Keywords: digital watermark, DCT, Copyright protection, robustness and SVD

INTRODUCTION

Digital watermarking describes the technologies that embed information, for example a number or a text or an image, into the digital media, such as images, video and audio to protect the copyright, benefit of the investor and legal rights of owners. Watermarking techniques can be classified into two categories: spatial domain and transform domain techniques. Transform domain techniques have been found to offer several advantages over spatial domain methods, in terms of perceptibility and robustness (Barni et al., 1998, 2001; Chu, 2003; Wang et al., 2002).

In recent years, SVD was started to use in watermarking as a different transform. The idea behind using SVs to embed the watermark comes from the fact that changing SVs slightly does not affect the image quality. Using SVD in digital image processing has some advantages. First, the size of the matrices from SVD transformation is not fixed and can be a square or a rectangle. Second, singular values in a digital image are less affected if general image processing is performed. Third, singular values contain intrinsic algebraic image properties. So SVD has been exploited in several image watermarking methods either combined with transform domain like DCT or DWT (Lu et al., 2007; Liu and Ai, 2004; Huang and Guan, 2004; Ganic and Eskiciogulu, 2005) or on the spatial domain (Sun et al., 2002; Lee et al., 2005; Mohan et al., 2008; Chang et al., 2005). In the embedding stage of the method introduced by Liu and Ai (2004) the host image (256x256 pixels) is divided in to square bocks of size 8x8 pixels and then DCT is applied in each block. They selected midband coefficients size of 4x4 and computed the SVD of each selected matrix and before embedding the watermark in to S matrix, they also partitioned original watermark size of 128x128 grayscale image in to 4 by 4 blocks. But this method is non-blind in nature. Sun et al. (2002) have proposed a technique based on quantization of largest singular values of image blocks in the spatial domain. Lee et al. (2005) presented a secure SVD-based content authentication watermarking scheme by embedding watermark into maximum singular values of randomly ordered block.
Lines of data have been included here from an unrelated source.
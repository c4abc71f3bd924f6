//! RTSP transport negotiation and dark-frame monitoring

use super::{CaptureStream, FrameCapture};
use crate::config::SourceConfig;
use crate::error::{AcquireError, VisionError};
use crate::frame::Frame;
use crossbeam::channel::{self, RecvTimeoutError};
use serde::{Deserialize, Serialize};
use std::fmt;
use std::sync::Arc;
use std::time::{Duration, Instant};
use tracing::{debug, info, warn};

/// Transport used for RTSP media delivery
#[derive(Debug, Clone, Copy, PartialEq, Eq, Serialize, Deserialize)]
#[serde(rename_all = "lowercase")]
pub enum RtspTransport {
    Udp,
    Tcp,
}

impl RtspTransport {
    /// Negotiation order
    pub const ORDER: [RtspTransport; 2] = [RtspTransport::Udp, RtspTransport::Tcp];

    pub fn as_str(&self) -> &'static str {
        match self {
            RtspTransport::Udp => "udp",
            RtspTransport::Tcp => "tcp",
        }
    }
}

impl fmt::Display for RtspTransport {
    fn fmt(&self, f: &mut fmt::Formatter<'_>) -> fmt::Result {
        f.write_str(self.as_str())
    }
}

/// Opens an RTSP address over a specific transport
#[cfg_attr(test, mockall::automock)]
pub trait RtspConnector: Send + Sync {
    fn connect(&self, address: &str, transport: RtspTransport) -> Result<Box<dyn FrameCapture>, VisionError>;
}

/// Heuristic detector for decoders that deliver frames without pixel data.
///
/// A genuinely dark scene trips it just the same; it is a hint, not proof.
#[derive(Debug, Clone)]
pub struct DarkFrameMonitor {
    threshold: f64,
    run_length: u32,
    consecutive: u32,
}

impl DarkFrameMonitor {
    pub fn new(threshold: f64, run_length: u32) -> Self {
        Self {
            threshold,
            run_length: run_length.max(1),
            consecutive: 0,
        }
    }

    /// Record one frame's mean luminance; true exactly when the dark run
    /// reaches the configured length
    pub fn observe(&mut self, luminance: f64) -> bool {
        if luminance < self.threshold {
            self.consecutive = self.consecutive.saturating_add(1);
            self.consecutive == self.run_length
        } else {
            self.consecutive = 0;
            false
        }
    }

    pub fn consecutive(&self) -> u32 {
        self.consecutive
    }
}

/// Wait for one valid frame from a freshly connected capture
fn first_frame(capture: &mut dyn FrameCapture, timeout: Duration) -> Option<Frame> {
    let started = Instant::now();
    loop {
        match capture.grab() {
            Ok(Some(frame)) => return Some(frame),
            Ok(None) | Err(_) => {}
        }
        if started.elapsed() >= timeout {
            return None;
        }
        std::thread::sleep(Duration::from_millis(20));
    }
}

type Attempt = Result<(Box<dyn FrameCapture>, Frame), String>;

/// One transport attempt, bounded by `timeout` even when the backend
/// blocks in `connect` or `grab`. An abandoned attempt finishes on its own
/// thread and drops its capture.
fn attempt(connector: &Arc<dyn RtspConnector>, address: &str, transport: RtspTransport, timeout: Duration) -> Attempt {
    let (tx, rx) = channel::bounded::<Attempt>(1);
    let connector = connector.clone();
    let owned = address.to_string();

    let spawned = std::thread::Builder::new()
        .name(format!("vigil-rtsp-{}", transport))
        .spawn(move || {
            let result = match connector.connect(&owned, transport) {
                Ok(mut capture) => match first_frame(capture.as_mut(), timeout) {
                    Some(frame) => Ok((capture, frame)),
                    None => Err("no frame within timeout".to_string()),
                },
                Err(e) => Err(e.to_string()),
            };
            if tx.send(result).is_err() {
                debug!("RTSP {} attempt on {} finished after it was abandoned", transport, owned);
            }
        });
    if let Err(e) = spawned {
        return Err(format!("could not start attempt: {}", e));
    }

    match rx.recv_timeout(timeout) {
        Ok(result) => result,
        Err(RecvTimeoutError::Timeout) => Err("no frame within timeout".to_string()),
        Err(RecvTimeoutError::Disconnected) => Err("attempt ended without a result".to_string()),
    }
}

/// Connect to `address`, trying UDP first and TCP second, each attempt
/// bounded by `rtsp_attempt_timeout`.
///
/// Returns the open stream with its first frame buffered. URL substitution
/// is left to the caller.
pub fn negotiate(
    connector: &Arc<dyn RtspConnector>,
    address: &str,
    fallback_address: String,
    config: &SourceConfig,
) -> Result<CaptureStream, AcquireError> {
    let mut failures = Vec::new();

    for transport in RtspTransport::ORDER {
        info!("Connecting to {} over {}", address, transport);
        match attempt(connector, address, transport, config.rtsp_attempt_timeout) {
            Ok((capture, frame)) => {
                info!("RTSP stream {} delivering frames over {}", address, transport);
                let stream = CaptureStream::new(address, capture, config)
                    .with_transport(transport)
                    .with_first_frame(frame)
                    .with_dark_monitor(
                        DarkFrameMonitor::new(config.dark_luminance_threshold, config.dark_frame_run),
                        fallback_address,
                    );
                return Ok(stream);
            }
            Err(reason) => {
                warn!(
                    "RTSP {} attempt on {} failed within {:.1}s: {}",
                    transport,
                    address,
                    config.rtsp_attempt_timeout.as_secs_f32(),
                    reason
                );
                failures.push(format!("{}: {}", transport, reason));
            }
        }
    }

    Err(AcquireError::unavailable(address, failures.join("; ")))
}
In spite of the fact that the methods (Sun et al., 2002; Lee et al., 2005) have a good localization but the perceptual quality of watermarked image is not so good even at high PSNR. That is because of they apply the same or fixed quantization step size for all blocks in spatial domain which may have different characteristics. In this study, we proposed a robust and blind watermarking technique. In watermark casting process, we quantize the largest singular values of blocks in DCT domain by using quantization index modulation process. To achieve a better transparency, robustness against various image distortions and to enhance security of watermarking the quantization step is calculated based on the statistics of host image blocks. An improved method is proposed to compute the statistics of the image blocks in DCT domain. The block size, together with the quantization parameters would determine how well a block could be modeled statistically leading to a unified framework for controlling the transparency, robustness against image distortions and lead to be more secured. Furthermore, since the watermark embedding is based on the quantization of the biggest SV of blocks where the quantization parameters are modeled by the block statistics in the DCT domain, it is, thus, impossible to extract the watermark without the quantization parameters.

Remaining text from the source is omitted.